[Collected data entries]
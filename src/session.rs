//! Holds the state a workbench window carries between operations: the
//! XML text being edited, an optional stylesheet, and the rules built
//! from the last loaded schema.
//!
//! The session owns text and rules only; every operation re-parses the
//! current text, so stale trees cannot outlive an edit. No I/O happens
//! here or anywhere below.

use serde::Serialize;

use xmlbench_doc::{
    ParserIssue, XmlDocument, extract_namespaces, format_document, line_of_offset,
};
use xmlbench_xsd::{ValidationOutcome, XsdRules, build_rules, validate_text};
use xmlbench_xslt::{XsltRenderResult, render};

use crate::error::WorkbenchError;
use crate::query::{QueryOutcome, run_query};
use crate::suggest::{XPathSuggestion, suggest_for_offset};

/// Result of the well-formedness check; a report, not an error, since
/// malformed input is the expected case while typing.
#[derive(Debug, Clone, Serialize)]
pub struct WellFormedReport {
    pub ok: bool,
    pub summary: String,
    pub issues: Vec<ParserIssue>,
}

/// The auto-detected namespace declarations, default namespace split
/// out from the prefixed ones.
#[derive(Debug, Clone, Default, Serialize)]
pub struct NamespaceReport {
    pub prefixes: Vec<(String, String)>,
    pub default_namespace: Option<String>,
}

#[derive(Debug, Default)]
pub struct Session {
    xml_text: String,
    xslt_text: Option<String>,
    rules: Option<XsdRules>,
}

impl Session {
    pub fn new() -> Self {
        Session::default()
    }

    pub fn xml_text(&self) -> &str {
        &self.xml_text
    }

    pub fn set_xml(&mut self, text: impl Into<String>) {
        self.xml_text = text.into();
    }

    pub fn set_xslt(&mut self, text: impl Into<String>) {
        self.xslt_text = Some(text.into());
    }

    pub fn rules(&self) -> Option<&XsdRules> {
        self.rules.as_ref()
    }

    /// Parses a schema and keeps its rule set for later validations.
    /// Rules persist until the next `load_xsd`. A schema the subset
    /// cannot use still loads, as unsupported rules; only malformed
    /// schema text is an error.
    pub fn load_xsd(&mut self, xsd_text: &str) -> Result<&XsdRules, WorkbenchError> {
        let doc = XmlDocument::parse(xsd_text)?;
        let rules = build_rules(&doc);
        log::debug!(
            "loaded schema: supported={}, {} root name(s)",
            rules.supported,
            rules.root_names.len()
        );
        Ok(self.rules.insert(rules))
    }

    /// The well-formedness check behind the Validate action.
    pub fn check_well_formed(&self) -> WellFormedReport {
        match XmlDocument::parse(&self.xml_text) {
            Ok(_) => WellFormedReport {
                ok: true,
                summary: "XML is well-formed.".to_string(),
                issues: Vec::new(),
            },
            Err(diagnostic) => WellFormedReport {
                ok: false,
                summary: diagnostic.message,
                issues: diagnostic.issues,
            },
        }
    }

    /// Pretty-prints the current XML. The session text is not replaced;
    /// the caller decides whether to adopt the result.
    pub fn format_xml(&self) -> Result<String, WorkbenchError> {
        let doc = XmlDocument::parse(&self.xml_text)?;
        Ok(format_document(&doc))
    }

    /// Reports the namespace declarations found on the root element.
    pub fn detect_namespaces(&self) -> Result<NamespaceReport, WorkbenchError> {
        let doc = XmlDocument::parse(&self.xml_text)?;
        let mut report = NamespaceReport::default();
        for (prefix, uri) in extract_namespaces(&doc).iter() {
            if prefix.is_empty() {
                report.default_namespace = Some(uri.to_string());
            } else {
                report.prefixes.push((prefix.to_string(), uri.to_string()));
            }
        }
        Ok(report)
    }

    /// Validates the current XML against the loaded schema rules.
    pub fn validate_against_xsd(&self) -> Result<ValidationOutcome, WorkbenchError> {
        let rules = self.rules.as_ref().ok_or_else(|| {
            WorkbenchError::MissingInput("No XSD schema is loaded.".to_string())
        })?;
        Ok(validate_text(&self.xml_text, rules))
    }

    pub fn run_query(
        &self,
        expression: &str,
        namespace_block: &str,
    ) -> Result<QueryOutcome, WorkbenchError> {
        run_query(&self.xml_text, expression, namespace_block)
    }

    pub fn suggest(&self, offset: usize) -> Result<Vec<XPathSuggestion>, WorkbenchError> {
        suggest_for_offset(&self.xml_text, offset)
    }

    /// 1-based line of a cursor offset in the current XML text.
    pub fn cursor_line(&self, offset: usize) -> usize {
        line_of_offset(&self.xml_text, offset)
    }

    /// Applies the loaded stylesheet to the current XML. Namespaces
    /// detected on the XML root are in scope for stylesheet expressions.
    pub fn run_transform(&self) -> Result<XsltRenderResult, WorkbenchError> {
        let xslt_text = self.xslt_text.as_deref().ok_or_else(|| {
            WorkbenchError::MissingInput("No XSLT stylesheet is loaded.".to_string())
        })?;
        let xml_doc = XmlDocument::parse(&self.xml_text)?;
        let xslt_doc = XmlDocument::parse(xslt_text)?;
        let namespaces = extract_namespaces(&xml_doc);
        Ok(render(&xml_doc, &xslt_doc, &namespaces)?)
    }
}
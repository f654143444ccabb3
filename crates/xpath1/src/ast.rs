//! Abstract syntax tree for the supported XPath 1.0 subset.

/// A parsed expression ready for evaluation.
#[derive(Debug, Clone, PartialEq)]
pub enum Expression {
    Literal(String),
    Number(f64),
    LocationPath(LocationPath),
    FunctionCall {
        name: String,
        args: Vec<Expression>,
    },
    BinaryOp {
        left: Box<Expression>,
        op: BinaryOperator,
        right: Box<Expression>,
    },
    Negate(Box<Expression>),
}

#[derive(Debug, Clone, Copy, PartialEq, Eq)]
pub enum BinaryOperator {
    // Logical
    Or,
    And,
    // Equality
    Equals,
    NotEquals,
    // Relational
    LessThan,
    LessThanOrEqual,
    GreaterThan,
    GreaterThanOrEqual,
    // Additive
    Plus,
    Minus,
    // Multiplicative
    Multiply,
    Divide,
    Modulo,
    // Set
    Union,
}

/// A location path like `/catalog/book[2]` or `//bk:title`.
#[derive(Debug, Clone, PartialEq)]
pub struct LocationPath {
    /// True if the path starts from the document root.
    pub is_absolute: bool,
    pub steps: Vec<Step>,
}

/// A single step: axis, node test, zero or more predicates.
#[derive(Debug, Clone, PartialEq)]
pub struct Step {
    pub axis: Axis,
    pub node_test: NodeTest,
    pub predicates: Vec<Expression>,
}

impl Step {
    pub fn named(axis: Axis, prefix: Option<&str>, local: &str) -> Self {
        Step {
            axis,
            node_test: NodeTest::Name {
                prefix: prefix.map(str::to_string),
                local: local.to_string(),
            },
            predicates: Vec::new(),
        }
    }

    pub fn any_node(axis: Axis) -> Self {
        Step {
            axis,
            node_test: NodeTest::NodeType(NodeTypeTest::Node),
            predicates: Vec::new(),
        }
    }
}

#[derive(Debug, Clone, Copy, PartialEq, Eq)]
pub enum Axis {
    Child,
    Descendant,
    DescendantOrSelf,
    Attribute,
    Parent,
    Ancestor,
    SelfAxis,
    FollowingSibling,
    PrecedingSibling,
}

impl Axis {
    /// Forward axes yield nodes in document order; reverse axes yield
    /// them nearest-first.
    pub fn is_forward(&self) -> bool {
        !matches!(self, Axis::Parent | Axis::Ancestor | Axis::PrecedingSibling)
    }
}

/// A test applied to nodes collected along an axis.
#[derive(Debug, Clone, PartialEq, Eq)]
pub enum NodeTest {
    /// A possibly-prefixed name test (`title`, `bk:title`). The prefix
    /// is resolved against the evaluation context's namespace map.
    Name {
        prefix: Option<String>,
        local: String,
    },
    /// `*`
    Wildcard,
    /// `text()`, `node()`, `comment()`
    NodeType(NodeTypeTest),
}

#[derive(Debug, Clone, Copy, PartialEq, Eq)]
pub enum NodeTypeTest {
    Text,
    Node,
    Comment,
}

**Instructions to follow:**
Copy every record above verbatim and in full.

**Output for this task:**
filename src/session.rs
//! Holds the state a workbench window carries between operations: the
//! XML text being edited, an optional stylesheet, and the rules built
//! from the last loaded schema.
//!
//! The session owns text and rules only; every operation re-parses the
//! current text, so stale trees cannot outlive an edit. No I/O happens
//! here or anywhere below.

use serde::Serialize;

use xmlbench_doc::{
    ParserIssue, XmlDocument, extract_namespaces, format_document, line_of_offset,
};
use xmlbench_xsd::{ValidationOutcome, XsdRules, build_rules, validate_text};
use xmlbench_xslt::{XsltRenderResult, render};

use crate::error::WorkbenchError;
use crate::query::{QueryOutcome, run_query};
use crate::suggest::{XPathSuggestion, suggest_for_offset};

/// Result of the well-formedness check; a report, not an error, since
/// malformed input is the expected case while typing.
#[derive(Debug, Clone, Serialize)]
pub struct WellFormedReport {
    pub ok: bool,
    pub summary: String,
    pub issues: Vec<ParserIssue>,
}

/// The auto-detected namespace declarations, default namespace split
/// out from the prefixed ones.
#[derive(Debug, Clone, Default, Serialize)]
pub struct NamespaceReport {
    pub prefixes: Vec<(String, String)>,
    pub default_namespace: Option<String>,
}

#[derive(Debug, Default)]
pub struct Session {
    xml_text: String,
    xslt_text: Option<String>,
    rules: Option<XsdRules>,
}

impl Session {
    pub fn new() -> Self {
        Session::default()
    }

    pub fn xml_text(&self) -> &str {
        &self.xml_text
    }

    pub fn set_xml(&mut self, text: impl Into<String>) {
        self.xml_text = text.into();
    }

    pub fn set_xslt(&mut self, text: impl Into<String>) {
        self.xslt_text = Some(text.into());
    }

    pub fn rules(&self) -> Option<&XsdRules> {
        self.rules.as_ref()
    }

    /// Parses a schema and keeps its rule set for later validations.
    /// Rules persist until the next `load_xsd`. A schema the subset
    /// cannot use still loads, as unsupported rules; only malformed
    /// schema text is an error.
    pub fn load_xsd(&mut self, xsd_text: &str) -> Result<&XsdRules, WorkbenchError> {
        let doc = XmlDocument::parse(xsd_text)?;
        let rules = build_rules(&doc);
        log::debug!(
            "loaded schema: supported={}, {} root name(s)",
            rules.supported,
            rules.root_names.len()
        );
        Ok(self.rules.insert(rules))
    }

    /// The well-formedness check behind the Validate action.
    pub fn check_well_formed(&self) -> WellFormedReport {
        match XmlDocument::parse(&self.xml_text) {
            Ok(_) => WellFormedReport {
                ok: true,
                summary: "XML is well-formed.".to_string(),
                issues: Vec::new(),
            },
            Err(diagnostic) => WellFormedReport {
                ok: false,
                summary: diagnostic.message,
                issues: diagnostic.issues,
            },
        }
    }

    /// Pretty-prints the current XML. The session text is not replaced;
    /// the caller decides whether to adopt the result.
    pub fn format_xml(&self) -> Result<String, WorkbenchError> {
        let doc = XmlDocument::parse(&self.xml_text)?;
        Ok(format_document(&doc))
    }

    /// Reports the namespace declarations found on the root element.
    pub fn detect_namespaces(&self) -> Result<NamespaceReport, WorkbenchError> {
        let doc = XmlDocument::parse(&self.xml_text)?;
        let mut report = NamespaceReport::default();
        for (prefix, uri) in extract_namespaces(&doc).iter() {
            if prefix.is_empty() {
                report.default_namespace = Some(uri.to_string());
            } else {
                report.prefixes.push((prefix.to_string(), uri.to_string()));
            }
        }
        Ok(report)
    }

    /// Validates the current XML against the loaded schema rules.
    pub fn validate_against_xsd(&self) -> Result<ValidationOutcome, WorkbenchError> {
        let rules = self.rules.as_ref().ok_or_else(|| {
            WorkbenchError::MissingInput("No XSD schema is loaded.".to_string())
        })?;
        Ok(validate_text(&self.xml_text, rules))
    }

    pub fn run_query(
        &self,
        expression: &str,
        namespace_block: &str,
    ) -> Result<QueryOutcome, WorkbenchError> {
        run_query(&self.xml_text, expression, namespace_block)
    }

    pub fn suggest(&self, offset: usize) -> Result<Vec<XPathSuggestion>, WorkbenchError> {
        suggest_for_offset(&self.xml_text, offset)
    }

    /// 1-based line of a cursor offset in the current XML text.
    pub fn cursor_line(&self, offset: usize) -> usize {
        line_of_offset(&self.xml_text, offset)
    }

    /// Applies the loaded stylesheet to the current XML. Namespaces
    /// detected on the XML root are in scope for stylesheet expressions.
    pub fn run_transform(&self) -> Result<XsltRenderResult, WorkbenchError> {
        let xslt_text = self.xslt_text.as_deref().ok_or_else(|| {
            WorkbenchError::MissingInput("No XSLT stylesheet is loaded.".to_string())
        })?;
        let xml_doc = XmlDocument::parse(&self.xml_text)?;
        let xslt_doc = XmlDocument::parse(xslt_text)?;
        let namespaces = extract_namespaces(&xml_doc);
        Ok(render(&xml_doc, &xslt_doc, &namespaces)?)
    }
}
repository f654143444ccabb3
filename crates/xpath1/src/ast.rs
//! Abstract syntax tree for the supported XPath 1.0 subset.

/// A parsed expression ready for evaluation.
#[derive(Debug, Clone, PartialEq)]
pub enum Expression {
    Literal(String),
    Number(f64),
    LocationPath(LocationPath),
    FunctionCall {
        name: String,
        args: Vec<Expression>,
    },
    BinaryOp {
        left: Box<Expression>,
        op: BinaryOperator,
        right: Box<Expression>,
    },
    Negate(Box<Expression>),
}

#[derive(Debug, Clone, Copy, PartialEq, Eq)]
pub enum BinaryOperator {
    // Logical
    Or,
    And,
    // Equality
    Equals,
    NotEquals,
    // Relational
    LessThan,
    LessThanOrEqual,
    GreaterThan,
    GreaterThanOrEqual,
    // Additive
    Plus,
    Minus,
    // Multiplicative
    Multiply,
    Divide,
    Modulo,
    // Set
    Union,
}

/// A location path like `/catalog/book[2]` or `//bk:title`.
#[derive(Debug, Clone, PartialEq)]
pub struct LocationPath {
    /// True if the path starts from the document root.
    pub is_absolute: bool,
    pub steps: Vec<Step>,
}

/// A single step: axis, node test, zero or more predicates.
#[derive(Debug, Clone, PartialEq)]
pub struct Step {
    pub axis: Axis,
    pub node_test: NodeTest,
    pub predicates: Vec<Expression>,
}

impl Step {
    pub fn named(axis: Axis, prefix: Option<&str>, local: &str) -> Self {
        Step {
            axis,
            node_test: NodeTest::Name {
                prefix: prefix.map(str::to_string),
                local: local.to_string(),
            },
            predicates: Vec::new(),
        }
    }

    pub fn any_node(axis: Axis) -> Self {
        Step {
            axis,
            node_test: NodeTest::NodeType(NodeTypeTest::Node),
            predicates: Vec::new(),
        }
    }
}

#[derive(Debug, Clone, Copy, PartialEq, Eq)]
pub enum Axis {
    Child,
    Descendant,
    DescendantOrSelf,
    Attribute,
    Parent,
    Ancestor,
    SelfAxis,
    FollowingSibling,
    PrecedingSibling,
}

impl Axis {
    /// Forward axes yield nodes in document order; reverse axes yield
    /// them nearest-first.
    pub fn is_forward(&self) -> bool {
        !matches!(self, Axis::Parent | Axis::Ancestor | Axis::PrecedingSibling)
    }
}

/// A test applied to nodes collected along an axis.
#[derive(Debug, Clone, PartialEq, Eq)]
pub enum NodeTest {
    /// A possibly-prefixed name test (`title`, `bk:title`). The prefix
    /// is resolved against the evaluation context's namespace map.
    Name {
        prefix: Option<String>,
        local: String,
    },
    /// `*`
    Wildcard,
    /// `text()`, `node()`, `comment()`
    NodeType(NodeTypeTest),
}

#[derive(Debug, Clone, Copy, PartialEq, Eq)]
pub enum NodeTypeTest {
    Text,
    Node,
    Comment,
}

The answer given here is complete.